To use Medici you will need a working knowledge of JavaScript, Node.js, and Mongoose.

Medici divides itself into "books", each of which store journal entries and their child transactions. The cardinal rule of double-entry accounting is that "for every debit entry, there must be a corresponding credit entry" which means "everything must balance out to zero", and that rule is applied to every journal entry written to the book. If the transactions for a journal entry do not balance out to zero, the system will throw a new error with the message INVALID JOURNAL.

Books simply represent the physical book in which you would record your transactions - on a technical level, the "book" attribute simply is added as a key-value pair to both the Medici_Transactions and Medici_Journals collection to allow you to have multiple books if you want to.

Each transaction in Medici is for one account. Additionally, sub accounts can be created, and are separated by a colon. Transactions to the Assets:Cash account will appear in a query for transactions in the Assets account, but will not appear in a query for transactions in the Assets:Property account. This allows you to query, for example, all expenses, or just "office overhead" expenses (Expenses:Office Overhead).

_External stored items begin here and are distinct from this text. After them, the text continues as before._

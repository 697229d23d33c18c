//! Upload/serve gateway: multipart upload into blob storage under the
//! "images" prefix, and public serving by filename.

use axum::{
    extract::{Multipart, Path, State},
    http::{header, StatusCode},
    response::{IntoResponse, Response},
    Json,
};
use regex::Regex;
use std::sync::OnceLock;

use crate::auth::AuthUser;
use crate::error::AppError;
use crate::state::AppState;

const IMAGES_PREFIX: &str = "images";
const FALLBACK_NAME: &str = "file";
const FALLBACK_CONTENT_TYPE: &str = "application/octet-stream";

/// Keep only alphanumerics, '.', '_', '-'; fall back to "file" when nothing
/// survives.
pub fn sanitize_filename(name: &str) -> String {
    static STRIP: OnceLock<Regex> = OnceLock::new();
    let strip = STRIP.get_or_init(|| Regex::new(r"[^A-Za-z0-9._-]").expect("valid regex"));
    let cleaned = strip.replace_all(name, "").to_string();
    if cleaned.is_empty() {
        FALLBACK_NAME.to_string()
    } else {
        cleaned
    }
}

#[derive(serde::Serialize)]
#[serde(rename_all = "camelCase")]
pub struct UploadResponse {
    pub public_url: String,
}

/// POST /upload — multipart with a "file" part. Stored objects are immutable
/// and keyed `images/<generated-id>-<sanitized-name>`.
pub async fn upload(
    _auth: AuthUser,
    State(state): State<AppState>,
    mut multipart: Multipart,
) -> Result<(StatusCode, Json<UploadResponse>), AppError> {
    let mut file = None;
    while let Some(field) = multipart
        .next_field()
        .await
        .map_err(|e| AppError::BadRequest(e.to_string()))?
    {
        if field.name() != Some("file") {
            continue;
        }
        let original_name = field.file_name().unwrap_or(FALLBACK_NAME).to_string();
        let content_type = field
            .content_type()
            .unwrap_or(FALLBACK_CONTENT_TYPE)
            .to_string();
        let bytes = field
            .bytes()
            .await
            .map_err(|e| AppError::BadRequest(e.to_string()))?;
        file = Some((original_name, content_type, bytes));
        break;
    }
    let (original_name, content_type, bytes) =
        file.ok_or_else(|| AppError::BadRequest("missing 'file' part in multipart body".into()))?;

    let name = sanitize_filename(&original_name);
    let filename = format!("{}-{}", uuid::Uuid::new_v4(), name);
    let key = format!("{IMAGES_PREFIX}/{filename}");
    state.blobs.put(&key, bytes, &content_type).await?;
    tracing::info!(key = %key, content_type = %content_type, "stored upload");

    Ok((
        StatusCode::CREATED,
        Json(UploadResponse {
            public_url: format!("/{IMAGES_PREFIX}/{filename}"),
        }),
    ))
}

/// GET /images/ — the `:filename` segment never matches an empty segment,
/// so the missing-filename case gets its own route.
pub async fn serve_missing_name() -> AppError {
    AppError::BadRequest("filename is required".into())
}

/// GET /images/:filename — public, with content-type and entity-tag headers
/// for client-side cache validation.
pub async fn serve(
    State(state): State<AppState>,
    Path(filename): Path<String>,
) -> Result<Response, AppError> {
    let key = format!("{IMAGES_PREFIX}/{filename}");
    let blob = state
        .blobs
        .get(&key)
        .await?
        .ok_or_else(|| AppError::NotFound(key.clone()))?;

    let mut response = ([(header::CONTENT_TYPE, blob.content_type)], blob.bytes).into_response();
    if let Some(etag) = blob.etag {
        if let Ok(value) = etag.parse() {
            response.headers_mut().insert(header::ETAG, value);
        }
    }
    Ok(response)
}

#[cfg(test)]
mod tests {
    use super::*;

    #[test]
    fn traversal_and_punctuation_are_stripped() {
        let out = sanitize_filename("../../evil name!.png");
        assert_eq!(out, "....evilname.png");
        assert!(out
            .chars()
            .all(|c| c.is_ascii_alphanumeric() || matches!(c, '.' | '_' | '-')));
    }

    #[test]
    fn allowed_characters_survive() {
        assert_eq!(sanitize_filename("photo_2024-01.jpg"), "photo_2024-01.jpg");
    }

    #[test]
    fn nothing_left_falls_back() {
        assert_eq!(sanitize_filename("<<>>??"), "file");
        assert_eq!(sanitize_filename(""), "file");
    }

    #[tokio::test]
    async fn missing_filename_is_bad_request() {
        let err = serve_missing_name().await;
        assert_eq!(err.status(), axum::http::StatusCode::BAD_REQUEST);
    }
}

In theory, the account names are entirely arbitrary, but you will likely want to use traditional accounting sections and subsections like assets, expenses, income, accounts receivable, accounts payable, etc. But, in the end, how you structure the accounts is entirely up to you.

Limitations:

You can set the floating point precision as follows:

const myBook = new Book("MyBook", { precision: 7 });

Writing journal entries

Writing a journal entry is very simple. First you need a book object:

const { Book } = require("medici");

// The first argument is the book name, which is used to determine which book the transactions and journals are queried from.
const myBook = new Book("MyBook");

Now write an entry:

// You can specify a Date object as the second argument in the book.entry() method if you want the transaction to be for a different date than today
const journal = await myBook
  .entry("Received payment")
  .debit("Assets:Cash", 1000)
  .credit("Income", 1000, { client: "Joe Blow" })
  .commit();

You can continue to chain debits and credits to the journal object until you are finished. The entry.debit() and entry.credit() methods both have the same arguments: (account, amount, meta).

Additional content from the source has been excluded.